YOUR GOAL:
In the records below, find each line holding the word "DecodingKey" and copy it.
─── DATASET EXCERPTS ───
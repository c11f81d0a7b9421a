//! Stream lifecycle orchestration
//!
//! Every change to an existing stream runs the same pipeline inside one
//! store transaction:
//!
//! 1. load and lock the stream
//! 2. check the transition against the current status
//! 3. authorize the actor
//! 4. record an intent (outside the transaction)
//! 5. call the media provider
//! 6. persist with a version check, commit, resolve the intent
//!
//! Any error before the commit drops the transaction, which rolls it back,
//! so the stored record is unchanged when the provider refuses.

use chrono::Utc;
use serde_json::json;
use std::sync::Arc;
use tracing::{debug, error, info, warn};
use uuid::Uuid;
use validator::Validate;

use crate::db::{CredentialDirectory, Project, ProjectDirectory, StreamStore, StreamTransaction};
use crate::error::{AppError, Result};
use crate::metrics;
use crate::models::{
    CreateStreamRequest, IntentOperation, IntentOutcome, Page, PageMeta, Stream, StreamChanges,
    StreamIntent, StreamListView, StreamSingleView, StreamStatus, TargetRequest, Transition,
};
use crate::providers::{
    CreateRemoteStream, MediaProvider, PlaybackPolicy, ProviderError, RemoteStreamPatch,
};
use crate::services::targets::TargetManager;

/// Who is asking for a change.
#[derive(Debug, Clone, Copy, PartialEq, Eq)]
pub enum Actor {
    /// Authenticated user; must own the stream's project
    User(Uuid),
    /// Verified provider callback; may only activate or suspend
    ProviderWebhook,
    /// Background reconciliation
    System,
}

/// Provider callback events that drive a transition.
#[derive(Debug, Clone, Copy, PartialEq, Eq)]
pub enum ProviderEvent {
    Started,
    Idle,
}

impl ProviderEvent {
    pub fn parse(event: &str) -> Option<Self> {
        match event {
            "stream.started" => Some(ProviderEvent::Started),
            "stream.idle" => Some(ProviderEvent::Idle),
            _ => None,
        }
    }

    fn operation(&self) -> IntentOperation {
        match self {
            ProviderEvent::Started => IntentOperation::Activate,
            ProviderEvent::Idle => IntentOperation::Suspend,
        }
    }
}

/// Result of applying a provider callback. Everything except a hard failure
/// is acknowledged to the provider.
#[derive(Debug, Clone, PartialEq)]
pub enum EventOutcome {
    Applied(StreamStatus),
    UnknownStream,
    AlreadyApplied(StreamStatus),
}

pub struct LifecycleService {
    store: Arc<dyn StreamStore>,
    provider: Arc<dyn MediaProvider>,
    projects: Arc<dyn ProjectDirectory>,
    targets: TargetManager,
    playback_webhook_id: Option<String>,
}

fn outcome_label(err: &AppError) -> &'static str {
    match err {
        AppError::Validation(_) | AppError::Credential(_) => "rejected",
        AppError::Unauthorized(_) | AppError::Forbidden(_) | AppError::Signature(_) => "forbidden",
        AppError::NotFound(_) => "not_found",
        AppError::InvalidState { .. } => "invalid_state",
        AppError::Conflict(_) => "conflict",
        AppError::Provider(_) => "provider_error",
        AppError::Database(_) | AppError::Internal(_) => "error",
    }
}
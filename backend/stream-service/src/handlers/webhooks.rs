use actix_web::{web, HttpRequest, HttpResponse};
use serde::Deserialize;
use tracing::{info, warn};

use super::AppState;
use crate::error::{AppError, Result};
use crate::metrics;
use crate::models::ApiResponse;
use crate::security::SIGNATURE_HEADER;
use crate::services::{EventOutcome, ProviderEvent};

#[derive(Debug, Deserialize)]
struct WebhookStream {
    id: String,
}

#[derive(Debug, Deserialize)]
struct WebhookPayload {
    event: String,
    stream: Option<WebhookStream>,
}

fn ack(message: &str) -> HttpResponse {
    HttpResponse::Ok().json(ApiResponse::<()>::success(200, message, None))
}

/// Provider callback. The signature is checked over the raw body before
/// anything is parsed.
pub async fn media_provider_event(
    req: HttpRequest,
    body: web::Bytes,
    state: web::Data<AppState>,
) -> Result<HttpResponse> {
    let header = req
        .headers()
        .get(SIGNATURE_HEADER)
        .and_then(|h| h.to_str().ok());

    if let Err(e) = state.webhooks.verify(header, &body) {
        warn!(error = %e, "Rejected provider webhook");
        metrics::record_webhook_event("unverified", "rejected");
        return Err(AppError::Signature(e));
    }

    let payload: WebhookPayload = serde_json::from_slice(&body)
        .map_err(|e| AppError::Validation(format!("invalid webhook payload: {e}")))?;

    let (Some(event), Some(stream)) = (ProviderEvent::parse(&payload.event), payload.stream) else {
        info!(event = %payload.event, "Ignoring provider webhook");
        metrics::record_webhook_event(&payload.event, "ignored");
        return Ok(ack("Event ignored"));
    };

    match state.lifecycle.apply_provider_event(event, &stream.id).await {
        Ok(EventOutcome::Applied(status)) => {
            info!(event = %payload.event, remote_id = %stream.id, %status, "Provider webhook applied");
            metrics::record_webhook_event(&payload.event, "applied");
            Ok(ack("Event applied"))
        }
        Ok(EventOutcome::AlreadyApplied(_)) | Ok(EventOutcome::UnknownStream) => {
            metrics::record_webhook_event(&payload.event, "ignored");
            Ok(ack("Event acknowledged"))
        }
        Err(e) => {
            metrics::record_webhook_event(&payload.event, "failed");
            Err(e)
        }
    }
}
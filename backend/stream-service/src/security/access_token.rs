//! HS256 tokens
//!
//! Two token shapes share one secret:
//! - bearer tokens from the identity service, `{sub, exp}`, authenticate API calls
//! - playback access keys, `{userId, iat, exp}`, let viewers open private streams

use chrono::{DateTime, Duration, Utc};
use jsonwebtoken::{decode, encode, Algorithm, DecodingKey, EncodingKey, Header, Validation};
use serde::{Deserialize, Serialize};
use uuid::Uuid;

use crate::error::{AppError, Result};

#[derive(Debug, Serialize, Deserialize)]
#[serde(rename_all = "camelCase")]
struct AccessClaims {
    user_id: Uuid,
    iat: i64,
    exp: i64,
}

#[derive(Debug, Serialize, Deserialize)]
struct BearerClaims {
    sub: String,
    iat: i64,
    exp: i64,
}

#[derive(Debug, Clone, Serialize)]
#[serde(rename_all = "camelCase")]
pub struct IssuedToken {
    pub access_token: String,
    pub expires_at: DateTime<Utc>,
}

#[derive(Clone)]
pub struct TokenService {
    encoding: EncodingKey,
    decoding: DecodingKey,
    access_ttl: Duration,
}

impl TokenService {
    pub fn new(secret: &str, access_ttl_secs: i64) -> Self {
        Self {
            encoding: EncodingKey::from_secret(secret.as_bytes()),
            decoding: DecodingKey::from_secret(secret.as_bytes()),
            access_ttl: Duration::seconds(access_ttl_secs),
        }
    }

    fn validation() -> Validation {
        Validation::new(Algorithm::HS256)
    }

    /// Playback access key for `user_id`.
    pub fn issue_access_token(&self, user_id: Uuid) -> Result<IssuedToken> {
        let now = Utc::now();
        let expires_at = now + self.access_ttl;
        let claims = AccessClaims {
            user_id,
            iat: now.timestamp(),
            exp: expires_at.timestamp(),
        };
        let access_token = encode(&Header::new(Algorithm::HS256), &claims, &self.encoding)
            .map_err(|e| AppError::Internal(format!("failed to sign access token: {e}")))?;

        Ok(IssuedToken {
            access_token,
            expires_at,
        })
    }

    /// User id carried by a playback access key.
    pub fn verify_access_token(&self, token: &str) -> Result<Uuid> {
        decode::<AccessClaims>(token, &self.decoding, &Self::validation())
            .map(|data| data.claims.user_id)
            .map_err(|e| AppError::Forbidden(format!("invalid access key: {e}")))
    }

    /// User id (`sub`) carried by an API bearer token.
    pub fn verify_bearer(&self, token: &str) -> Result<Uuid> {
        let data = decode::<BearerClaims>(token, &self.decoding, &Self::validation())
            .map_err(|e| AppError::Unauthorized(format!("invalid token: {e}")))?;

        Uuid::parse_str(&data.claims.sub)
            .map_err(|_| AppError::Unauthorized("token subject is not a user id".to_string()))
    }

    /// Bearer token as the identity service would mint it. Used by local
    /// tooling and tests.
    pub fn issue_bearer(&self, user_id: Uuid, ttl: Duration) -> Result<String> {
        let now = Utc::now();
        let claims = BearerClaims {
            sub: user_id.to_string(),
            iat: now.timestamp(),
            exp: (now + ttl).timestamp(),
        };
        encode(&Header::new(Algorithm::HS256), &claims, &self.encoding)
            .map_err(|e| AppError::Internal(format!("failed to sign bearer token: {e}")))
    }
}

#[cfg(test)]
mod tests {
    use super::*;

    fn service() -> TokenService {
        TokenService::new("test-secret", 2 * 60 * 60)
    }

    #[test]
    fn access_token_round_trip() {
        let user = Uuid::new_v4();
        let issued = service().issue_access_token(user).unwrap();

        assert_eq!(service().verify_access_token(&issued.access_token).unwrap(), user);
        let ttl = issued.expires_at - Utc::now();
        assert!(ttl > Duration::minutes(119) && ttl <= Duration::hours(2));
    }

    #[test]
    fn access_key_from_another_secret_is_forbidden() {
        let issued = TokenService::new("other", 60)
            .issue_access_token(Uuid::new_v4())
            .unwrap();
        assert!(matches!(
            service().verify_access_token(&issued.access_token),
            Err(AppError::Forbidden(_))
        ));
    }

    #[test]
    fn expired_bearer_is_unauthorized() {
        let token = service()
            .issue_bearer(Uuid::new_v4(), Duration::hours(-2))
            .unwrap();
        assert!(matches!(
            service().verify_bearer(&token),
            Err(AppError::Unauthorized(_))
        ));
    }

    #[test]
    fn token_shapes_are_not_interchangeable() {
        let user = Uuid::new_v4();
        let bearer = service().issue_bearer(user, Duration::minutes(5)).unwrap();
        let access = service().issue_access_token(user).unwrap().access_token;

        assert_eq!(service().verify_bearer(&bearer).unwrap(), user);
        assert!(service().verify_bearer(&access).is_err());
        assert!(service().verify_access_token(&bearer).is_err());
    }
}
───
RESPONSE BELOW:
use jsonwebtoken::{decode, encode, Algorithm, DecodingKey, EncodingKey, Header, Validation};
    decoding: DecodingKey,
            decoding: DecodingKey::from_secret(secret.as_bytes()),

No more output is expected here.